VBCC: What is the goal of the ISCPh inaugural meeting?
Dr Lombardo: The meeting is focused on awareness, education, and networking. For example, labeling standards are a big focus for us as an organization. Not every state provides the same clear, concise information on its product labels. We plan to initiate discussions and form a national working group that focuses on what needs to be studied over the next year in relation to research, policy, and clinical practice.
Clinical research on cannabis has increased since the passage of the 2018 Farm Bill, and we are working on bringing individuals with regulatory knowledge and experience to the meeting to comment on this bill. I will be moderating a session on the future of cannabis pharmacy. A panel of physicians, researchers, and pharmacists will discuss what needs to be done collaboratively as we move forward.
VBCC: Why is it crucial for providers to be informed about cannabis?
Dr Lombardo: Patients are trying it, they are using it, and it is everywhere. They are more open to alternative medicine and state regulations are changing to allow it. If you look at the number of growers, processors, and distributors within the CBD market alone, it has increased exponentially in recent years.
I work very closely with patients enrolled in palliative care programs and have done so for more than 20 years. Cannabis does help some of these individuals, and for some, it has helped tremendously.
I know that most of this information is currently not evidence-based; however, in my daily contact with patients, I have seen cannabis help with symptom control in numerous individuals with cancer. However, for patients on active treatment, it can be a different story; you need to look at potential drug–drug interactions and the possibility of increased toxicities associated with potent anticancer medications.
VBCC: What are the safety issues to consider?
Dr Lombardo: Cannabis is metabolized through the liver, as are many other FDA-approved drugs. A pharmacist needs to obtain a complete medication history from the patient, and a plan should be put in place to monitor for potential side effects.
For example, a patient who obtained a certification for medical cannabis via the Internet recently came into the dispensary. This individual was seeking relief for general pain syndrome. During my interview with him, I discovered that he was taking an immunosuppressant medication and was also a kidney transplant recipient. Some of his medications would have directly interacted with CBD, so I did not dispense a product to him that day.

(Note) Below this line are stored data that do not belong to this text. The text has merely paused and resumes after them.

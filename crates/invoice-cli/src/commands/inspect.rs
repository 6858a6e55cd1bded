//! 인보이스 파일 점검 명령어.
//!
//! 학습 없이 각 모델의 데이터 요건을 충족하는지 확인합니다.

use std::collections::HashSet;
use std::path::Path;

use anyhow::Result;
use chrono::{DateTime, Utc};
use invoice_analytics::ml::{DetectorConfig, SEQUENCE_WINDOW};
use invoice_core::{AnalyticsConfig, InvoiceRecord};

use crate::commands::load_invoices;

/// 인보이스 스냅샷 통계.
#[derive(Debug, Clone, PartialEq)]
pub struct InvoiceStats {
    pub total: usize,
    pub dated: usize,
    pub undated: usize,
    pub invalid: usize,
    pub customers: usize,
    pub first: Option<DateTime<Utc>>,
    pub last: Option<DateTime<Utc>>,
}

impl InvoiceStats {
    pub fn from_invoices(invoices: &[InvoiceRecord]) -> Self {
        let timestamps: Vec<_> = invoices.iter().filter_map(|i| i.timestamp()).collect();
        let customers: HashSet<&str> = invoices.iter().map(|i| i.customer_key()).collect();

        Self {
            total: invoices.len(),
            dated: timestamps.len(),
            undated: invoices.len() - timestamps.len(),
            invalid: invoices.iter().filter(|i| i.validate().is_err()).count(),
            customers: customers.len(),
            first: timestamps.iter().min().copied(),
            last: timestamps.iter().max().copied(),
        }
    }

    /// 모델별 준비 상태 (이름, 충족 여부, 요건 설명).
    pub fn readiness(&self, config: &AnalyticsConfig) -> Vec<(&'static str, bool, String)> {
        let min_anomaly = DetectorConfig::default().min_invoices;
        vec![
            (
                "session",
                self.total >= config.min_session_invoices && self.invalid == 0,
                format!("{}+ valid invoices", config.min_session_invoices),
            ),
            (
                "revenue_forecast",
                self.dated > SEQUENCE_WINDOW,
                format!("{}+ dated invoices", SEQUENCE_WINDOW + 1),
            ),
            (
                "customer_segmentation",
                self.customers >= config.segment_count,
                format!("{}+ customers", config.segment_count),
            ),
            (
                "anomaly_detection",
                self.total >= min_anomaly,
                format!("{}+ invoices", min_anomaly),
            ),
        ]
    }
}

/// 인보이스 파일 점검
pub fn run_inspect(path: impl AsRef<Path>, config: &AnalyticsConfig) -> Result<InvoiceStats> {
    let invoices = load_invoices(path)?;
    let stats = InvoiceStats::from_invoices(&invoices);

    println!("\n📋 인보이스 점검");
    println!("═══════════════════════════════════════════════════════════════");
    println!("  전체: {}건 (날짜 있음 {}, 없음 {})", stats.total, stats.dated, stats.undated);
    println!("  고객: {}명", stats.customers);
    if stats.invalid > 0 {
        println!("  ⚠️  유효하지 않은 인보이스: {}건", stats.invalid);
    }
    if let (Some(first), Some(last)) = (stats.first, stats.last) {
        println!("  기간: {} ~ {}", first.format("%Y-%m-%d"), last.format("%Y-%m-%d"));
    }
    println!();
    for (name, ready, requirement) in stats.readiness(config) {
        let mark = if ready { "✅" } else { "❌" };
        println!("  {} {:<22} {}", mark, name, requirement);
    }
    println!("═══════════════════════════════════════════════════════════════");

    Ok(stats)
}

#[cfg(test)]
mod tests {
    use super::*;
    use rust_decimal_macros::dec;

    fn sample() -> Vec<InvoiceRecord> {
        let mut invoices: Vec<InvoiceRecord> = (1..=9)
            .map(|day| {
                InvoiceRecord::new(format!("C{}", day % 3), dec!(100))
                    .with_date(format!("2024-01-{:02}", day))
            })
            .collect();
        invoices.push(InvoiceRecord::new("C0", dec!(50)));
        invoices.push(InvoiceRecord::new("C1", dec!(-5)).with_date("2024-01-20"));
        invoices
    }

    #[test]
    fn test_stats_counts() {
        let stats = InvoiceStats::from_invoices(&sample());
        assert_eq!(stats.total, 11);
        assert_eq!(stats.dated, 10);
        assert_eq!(stats.undated, 1);
        assert_eq!(stats.invalid, 1);
        assert_eq!(stats.customers, 3);
        assert_eq!(stats.first.unwrap().format("%Y-%m-%d").to_string(), "2024-01-01");
        assert_eq!(stats.last.unwrap().format("%Y-%m-%d").to_string(), "2024-01-20");
    }

    #[test]
    fn test_readiness_blocks_session_on_invalid_invoice() {
        let stats = InvoiceStats::from_invoices(&sample());
        let readiness = stats.readiness(&AnalyticsConfig::default());
        let ready: Vec<_> = readiness.iter().map(|(name, ok, _)| (*name, *ok)).collect();
        assert_eq!(
            ready,
            vec![
                ("session", false),
                ("revenue_forecast", true),
                ("customer_segmentation", true),
                ("anomaly_detection", true),
            ]
        );
    }

    #[test]
    fn test_anomaly_readiness_follows_detector_minimum() {
        let min = DetectorConfig::default().min_invoices;
        let invoices: Vec<InvoiceRecord> = (0..min)
            .map(|i| InvoiceRecord::new(format!("C{}", i), dec!(100)))
            .collect();

        let anomaly = |stats: &InvoiceStats| {
            stats
                .readiness(&AnalyticsConfig::default())
                .into_iter()
                .find(|(name, _, _)| *name == "anomaly_detection")
                .unwrap()
        };

        let (_, ready, requirement) = anomaly(&InvoiceStats::from_invoices(&invoices));
        assert!(ready);
        assert_eq!(requirement, format!("{}+ invoices", min));

        let (_, ready, _) = anomaly(&InvoiceStats::from_invoices(&invoices[..min - 1]));
        assert!(!ready);
    }

    #[test]
    fn test_empty_snapshot() {
        let stats = InvoiceStats::from_invoices(&[]);
        assert_eq!(stats.total, 0);
        assert!(stats.first.is_none());
        assert!(stats
            .readiness(&AnalyticsConfig::default())
            .iter()
            .all(|(_, ok, _)| !ok));
    }
}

Instead, I provided education, along with a strong recommendation that he speak to his local transplantation physician and tell him what he wanted to do regarding cannabis therapy. If they decided as a team that it was okay for him to try it, his monitoring regimen would have to be vigorously modified for a potential fluctuation of immunosuppressant levels.
In certain subsets of patients, we need to carefully consider the risk–benefit ratio and determine whether there are other options for pain relief. There are also specific medical conditions for which cannabis use would not be recommended.
VBCC: How will the increasing use of cannabis affect providers and policymakers?
Dr Lombardo: Providers need to be engaged because patients with cancer are using alternative medications, cannabis included. They need to develop a better understanding of cannabis and its treatment options. As usage continues to evolve, policymakers need to clarify their stance on the state and federal laws. Their constituents may begin to demand changes to current laws, and they will need to be open to renegotiating some of the current procedures as patient treatments change.